The battle of words in the proxy fight between Cracker Barrel Old Country Store Inc. and activist investor Sardar Biglari is nearing an end given the family restaurant company’s Dec. 20 shareholders meeting. But that hasn’t stopped both parties from firing a few last rounds.
In filings with securities regulators and in public comments this week and last, Biglari maintained his position that Cracker Barrel is not performing to its fullest potential and in holding him off from a seat on the board, Cracker Barrel management has opted to “attack me, not my ideas.” He is the chief executive of San Antonio, Texas-based Steak ‘n Shake and Western Sizzlin’ parent Biglari Holdings Inc., which alone, or along with affiliated companies, controls nearly 10 percent of Cracker Barrel’s outstanding stock.
In its own latest letter to shareholders, Cracker Barrel management continued to contend that electing Biglari to the board would prove disruptive to a multi-prong company improvement initiative. In that letter, Sandra B. Cochran, Cracker Barrel president and chief executive, also noted that two proxy advisory services – Egan-Jones Ratings Co. and Institutional Shareholder Services – are recommending that stockholders vote for all the board nominees put forth by the company and not for Biglari. Glass Lewis & Co., another proxy advisory firm, has recommended shareholders vote for Bigalri’s proxy.
¬Biglari has insisted that he is not attempting to take control of 608-unit Cracker Barrel, but management of the Lebanon, Tenn.-based restaurant company points to his prior history related to proxy fights. Biglari is known to garner total control over his investments — he sought, and received, control over Steak ‘n Shake, which he then folded into Biglari Holdings Inc., after merging the burger-and-shake chain with Western’ Sizzlin’. He was involved with major corporate changes at Friendly Ice Cream Corp., when he unsuccessfully tried to win control of that brand, well ahead of its recent bankruptcy filing.
“The board, led by chairman [Michael] Woodhouse, is diverting your attention from Cracker Barrel’s lugubrious performance,” Biglari charged in his latest shareholder note.
He said a review of Cracker Barrel’s performance during the past seven years would reveal some “salient truths’ suggesting that the board’s decision making has been marred, including that while the board invested $615 million in capital expenditures during that time, per-store operating profit decreased by a cumulative 13 percent. Also, he maintained, customer traffic has decreased in 26 of the past 29 quarters, falling by a cumulative 15 percent.
Biglari characterized as “misleading” earlier statements by Cracker Barrel management that he has “slashed operational investments” and is “focused on [the] short term” at Steak ‘n Shake. He stated, “I have increased spending in training, product quality, menu innovation [and] improved ambiance, among other customer-centric enhancements.” He further maintained that “the real test” of his positions about what can be improved at Cracker Barrel should be “how Steak ‘n Shake has performed” since he took control, which he said is reflected by that chain’s 11 consecutive quarters of improved guest traffic, for cumulative growth of 28 percent, annual improvement in operating income and the turnaround in pre-tax earnings from a loss of $33 million in 2008 to a gain of $38 million in 2010.”
That position was countered by Cracker Barrel’s Cochran in her latest letter to shareholders, when she wrote: “Mr.

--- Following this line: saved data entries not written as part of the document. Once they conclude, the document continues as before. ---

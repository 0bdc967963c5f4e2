//! Plain-text rendering of the board.

use chrono::{Local, TimeZone};
use std::fmt::Display;

use crate::engine::state::{AggregateState, CategoryFilter, DisplayRace};

/// "1h 2m 5s", zero parts omitted; " Ago" appended once started.
pub fn format_countdown(secs: i64) -> String {
    if secs == 0 {
        return "0s".to_string();
    }
    let elapsed = secs < 0;
    let total = secs.unsigned_abs();

    let parts: Vec<String> = [(total / 3600, "h"), (total % 3600 / 60, "m"), (total % 60, "s")]
        .iter()
        .filter(|(count, _)| *count > 0)
        .map(|(count, unit)| format!("{count}{unit}"))
        .collect();

    let mut out = parts.join(" ");
    if elapsed {
        out.push_str(" Ago");
    }
    out
}

pub fn format_start_in<Tz>(epoch_secs: i64, tz: &Tz) -> String
where
    Tz: TimeZone,
    Tz::Offset: Display,
{
    match tz.timestamp_opt(epoch_secs, 0).single() {
        Some(dt) => dt.format("%Y-%m-%d %H:%M:%S").to_string(),
        None => epoch_secs.to_string(),
    }
}

pub fn race_line<Tz>(race: &DisplayRace, tz: &Tz) -> String
where
    Tz: TimeZone,
    Tz::Offset: Display,
{
    let label = if race.started { "Started" } else { "Starts In" };
    format!(
        "Race# {} - {}  [{}]  {}  start {}  {}: {}",
        race.race.race_number,
        race.race.meeting_name,
        race.category.name,
        race.race.race_name,
        format_start_in(race.race.advertised_start, tz),
        label,
        format_countdown(race.countdown),
    )
}

/// Category chips, selected ones marked
pub fn filter_line(filters: &[CategoryFilter]) -> String {
    filters
        .iter()
        .map(|f| {
            let mark = if f.selected { 'x' } else { ' ' };
            format!("[{}] {}", mark, f.info.name)
        })
        .collect::<Vec<_>>()
        .join("  ")
}

pub fn render(state: &AggregateState) -> String {
    render_in(state, &Local)
}

pub fn render_in<Tz>(state: &AggregateState, tz: &Tz) -> String
where
    Tz: TimeZone,
    Tz::Offset: Display,
{
    let mut out = String::from("Next to Go!\n");
    if !state.filters.is_empty() {
        out.push_str(&filter_line(&state.filters));
        out.push('\n');
    }
    if state.races.is_empty() {
        out.push_str("No races to show.\n");
    }
    for race in &state.races {
        out.push_str(&race_line(race, tz));
        out.push('\n');
    }
    out
}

Biglari has used his experience at Steak 'n Shake to support his candidacy, but we agree with ISS’s [Institutional Shareholder Services’] conclusion that ‘the primary consideration [for Board membership] ought not to be what the dissident nominee achieved at Steak 'n Shake, which was a broken company on a downward trend when he gained a board seat.’ We are certainly not a broken company.”
Cochran, in that letter, said of the current management team and board of directors, to which three new representatives were added in recent months, “In these tough economic times, we believe it is critical to stay focused on our strategic initiatives, and allow our cohesive, revitalized board to continue our progress and our history of delivering superior long-term shareholder returns.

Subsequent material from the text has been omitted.